Yardeni Research reiterated this week that it still expects the S&P 500 to climb to 7,000 by year-end, even as anxiety mounts over what some fear could become an “AI-led Tech Wreck.”
The firm argued that the current wave of pessimism—centered on a potential AI bubble bursting, consumer fatigue, and “cracks in credit markets reminiscent of those during the Great Financial Crisis”—may ultimately prove misplaced. It compared the situation to “a no-show, too, just like the most widely anticipated recession of all time,” which investors braced for over the past several years but never materialized.
Despite the turbulence, Yardeni Research said it continues to assign a “55% subjective probability that the S&P 500 should reach 7000 by the end of this year and 7700 by the end of next year.”
However, the firm acknowledged that the risk backdrop has shifted. It lowered the odds of a meltup from 25% to 15% while “raising the odds of a bearish scenario from 20% to 30%.”

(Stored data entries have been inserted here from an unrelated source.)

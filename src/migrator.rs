#![allow(elided_lifetimes_in_paths)]

use sea_orm_migration::prelude::*;


/// sea-query's SQLite DDL builder panics on decimal precision above 16;
/// SQLite ignores declared precision anyway, so emit a plain decimal there
/// and keep the declared (precision, scale) on other backends.
pub(crate) fn decimal_type(manager: &SchemaManager, precision: u32, scale: u32) -> ColumnType {
    if manager.get_database_backend() == sea_orm::DbBackend::Sqlite {
        ColumnType::Decimal(None)
    } else {
        ColumnType::Decimal(Some((precision, scale)))
    }
}

pub struct Migrator;

#[async_trait::async_trait]
impl MigratorTrait for Migrator {
    fn migrations() -> Vec<Box<dyn MigrationTrait>> {
        vec![
            Box::new(m20240201_000001_create_reference_tables::Migration),
            Box::new(m20240201_000002_create_stock_movements_table::Migration),
            Box::new(m20240201_000003_create_stock_balances_table::Migration),
            Box::new(m20240201_000004_create_recipe_tables::Migration),
            Box::new(m20240201_000005_create_sales_tables::Migration),
            Box::new(m20240201_000006_create_expenses_table::Migration),
        ]
    }
}

// Migration implementations

mod m20240201_000001_create_reference_tables {
    use sea_orm_migration::prelude::*;

    pub struct Migration;

    impl MigrationName for Migration {
        fn name(&self) -> &str {
            "m20240201_000001_create_reference_tables"
        }
    }

    #[async_trait::async_trait]
    impl MigrationTrait for Migration {
        async fn up(&self, manager: &SchemaManager) -> Result<(), DbErr> {
            manager
                .create_table(
                    Table::create()
                        .table(Shops::Table)
                        .if_not_exists()
                        .col(
                            ColumnDef::new(Shops::Id)
                                .big_integer()
                                .not_null()
                                .auto_increment()
                                .primary_key(),
                        )
                        .col(ColumnDef::new(Shops::Name).string().not_null())
                        .col(
                            ColumnDef::new(Shops::Code)
                                .string()
                                .not_null()
                                .unique_key(),
                        )
                        .col(
                            ColumnDef::new(Shops::CreatedAt)
                                .timestamp_with_time_zone()
                                .not_null(),
                        )
                        .to_owned(),
                )
                .await?;

            manager
                .create_table(
                    Table::create()
                        .table(Units::Table)
                        .if_not_exists()
                        .col(
                            ColumnDef::new(Units::Id)
                                .big_integer()
                                .not_null()
                                .auto_increment()
                                .primary_key(),
                        )
                        .col(ColumnDef::new(Units::Name).string().not_null())
                        .col(ColumnDef::new(Units::Symbol).string().not_null())
                        .col(ColumnDef::new(Units::BaseUnit).string().not_null())
                        .col(
                            ColumnDef::new_with_type(Units::ConversionRate, crate::migrator::decimal_type(manager, 19, 6))
                                .not_null(),
                        )
                        .col(
                            ColumnDef::new(Units::CreatedAt)
                                .timestamp_with_time_zone()
                                .not_null(),
                        )
                        .to_owned(),
                )
                .await?;

            manager
                .create_table(
                    Table::create()
                        .table(Ingredients::Table)
                        .if_not_exists()
                        .col(
                            ColumnDef::new(Ingredients::Id)
                                .big_integer()
                                .not_null()
                                .auto_increment()
                                .primary_key(),
                        )
                        .col(ColumnDef::new(Ingredients::Name).string().not_null())
                        .col(ColumnDef::new(Ingredients::UnitId).big_integer().not_null())
                        .col(ColumnDef::new(Ingredients::Description).string())
                        .col(
                            ColumnDef::new(Ingredients::CreatedAt)
                                .timestamp_with_time_zone()
                                .not_null(),
                        )
                        .to_owned(),
                )
                .await?;

            manager
                .create_table(
                    Table::create()
                        .table(Products::Table)
                        .if_not_exists()
                        .col(
                            ColumnDef::new(Products::Id)
                                .big_integer()
                                .not_null()
                                .auto_increment()
                                .primary_key(),
                        )
                        .col(ColumnDef::new(Products::Name).string().not_null())
                        .col(
                            ColumnDef::new_with_type(Products::Price, crate::migrator::decimal_type(manager, 19, 4))
                                .not_null(),
                        )
                        .col(
                            ColumnDef::new(Products::CreatedAt)
                                .timestamp_with_time_zone()
                                .not_null(),
                        )
                        .to_owned(),
                )
                .await?;

            Ok(())
        }

        async fn down(&self, manager: &SchemaManager) -> Result<(), DbErr> {
            manager
                .drop_table(Table::drop().table(Products::Table).to_owned())
                .await?;
            manager
                .drop_table(Table::drop().table(Ingredients::Table).to_owned())
                .await?;
            manager
                .drop_table(Table::drop().table(Units::Table).to_owned())
                .await?;
            manager
                .drop_table(Table::drop().table(Shops::Table).to_owned())
                .await
        }
    }

    #[derive(DeriveIden)]
    enum Shops {
        Table,
        Id,
        Name,
        Code,
        CreatedAt,
    }

    #[derive(DeriveIden)]
    enum Units {
        Table,
        Id,
        Name,
        Symbol,
        BaseUnit,
        ConversionRate,
        CreatedAt,
    }

    #[derive(DeriveIden)]
    enum Ingredients {
        Table,
        Id,
        Name,
        UnitId,
        Description,
        CreatedAt,
    }

    #[derive(DeriveIden)]
    enum Products {
        Table,
        Id,
        Name,
        Price,
        CreatedAt,
    }
}

mod m20240201_000002_create_stock_movements_table {
    use sea_orm_migration::prelude::*;

    pub struct Migration;

    impl MigrationName for Migration {
        fn name(&self) -> &str {
            "m20240201_000002_create_stock_movements_table"
        }
    }

    #[async_trait::async_trait]
    impl MigrationTrait for Migration {
        async fn up(&self, manager: &SchemaManager) -> Result<(), DbErr> {
            manager
                .create_table(
                    Table::create()
                        .table(StockMovements::Table)
                        .if_not_exists()
                        .col(
                            ColumnDef::new(StockMovements::Id)
                                .big_integer()
                                .not_null()
                                .auto_increment()
                                .primary_key(),
                        )
                        .col(
                            ColumnDef::new(StockMovements::ShopId)
                                .big_integer()
                                .not_null(),
                        )
                        .col(
                            ColumnDef::new(StockMovements::IngredientId)
                                .big_integer()
                                .not_null(),
                        )
                        .col(
                            ColumnDef::new(StockMovements::UnitId)
                                .big_integer()
                                .not_null(),
                        )
                        .col(
                            ColumnDef::new_with_type(StockMovements::Change, crate::migrator::decimal_type(manager, 19, 4))
                                .not_null(),
                        )
                        .col(ColumnDef::new(StockMovements::Reason).string().not_null())
                        .col(
                            ColumnDef::new(StockMovements::Reference)
                                .string()
                                .not_null(),
                        )
                        .col(ColumnDef::new_with_type(StockMovements::UnitCost, crate::migrator::decimal_type(manager, 19, 4)))
                        .col(ColumnDef::new_with_type(StockMovements::TotalCost, crate::migrator::decimal_type(manager, 19, 4)))
                        .col(ColumnDef::new(StockMovements::Remark).string())
                        .col(ColumnDef::new(StockMovements::CreatedBy).string())
                        .col(ColumnDef::new(StockMovements::DeletedAt).timestamp_with_time_zone())
                        .col(
                            ColumnDef::new(StockMovements::CreatedAt)
                                .timestamp_with_time_zone()
                                .not_null(),
                        )
                        .to_owned(),
                )
                .await?;

            manager
                .create_index(
                    Index::create()
                        .if_not_exists()
                        .name("idx_stock_movements_shop_ingredient")
                        .table(StockMovements::Table)
                        .col(StockMovements::ShopId)
                        .col(StockMovements::IngredientId)
                        .to_owned(),
                )
                .await?;

            manager
                .create_index(
                    Index::create()
                        .if_not_exists()
                        .name("idx_stock_movements_created_at")
                        .table(StockMovements::Table)
                        .col(StockMovements::CreatedAt)
                        .to_owned(),
                )
                .await?;

            manager
                .create_index(
                    Index::create()
                        .if_not_exists()
                        .name("idx_stock_movements_reason")
                        .table(StockMovements::Table)
                        .col(StockMovements::Reason)
                        .to_owned(),
                )
                .await
        }

        async fn down(&self, manager: &SchemaManager) -> Result<(), DbErr> {
            manager
                .drop_table(Table::drop().table(StockMovements::Table).to_owned())
                .await
        }
    }

    #[derive(DeriveIden)]
    enum StockMovements {
        Table,
        Id,
        ShopId,
        IngredientId,
        UnitId,
        Change,
        Reason,
        Reference,
        UnitCost,
        TotalCost,
        Remark,
        CreatedBy,
        DeletedAt,
        CreatedAt,
    }
}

The caution comes after both the S&P 500 and Nasdaq slipped below their 50-day moving averages, leaving them 4% and 6.4% off their late-October highs, respectively. Bitcoin’s sharp 26.8% retreat from its October 6 peak has also unnerved some market watchers, though Yardeni Research believes that crypto and the TQQQ “can and will probably diverge.”
The firm added that short-term sentiment measures have deteriorated, pointing to CNN’s Fear & Greed Index flashing “extreme fear,” a condition that “often sets the stage for a rebound.”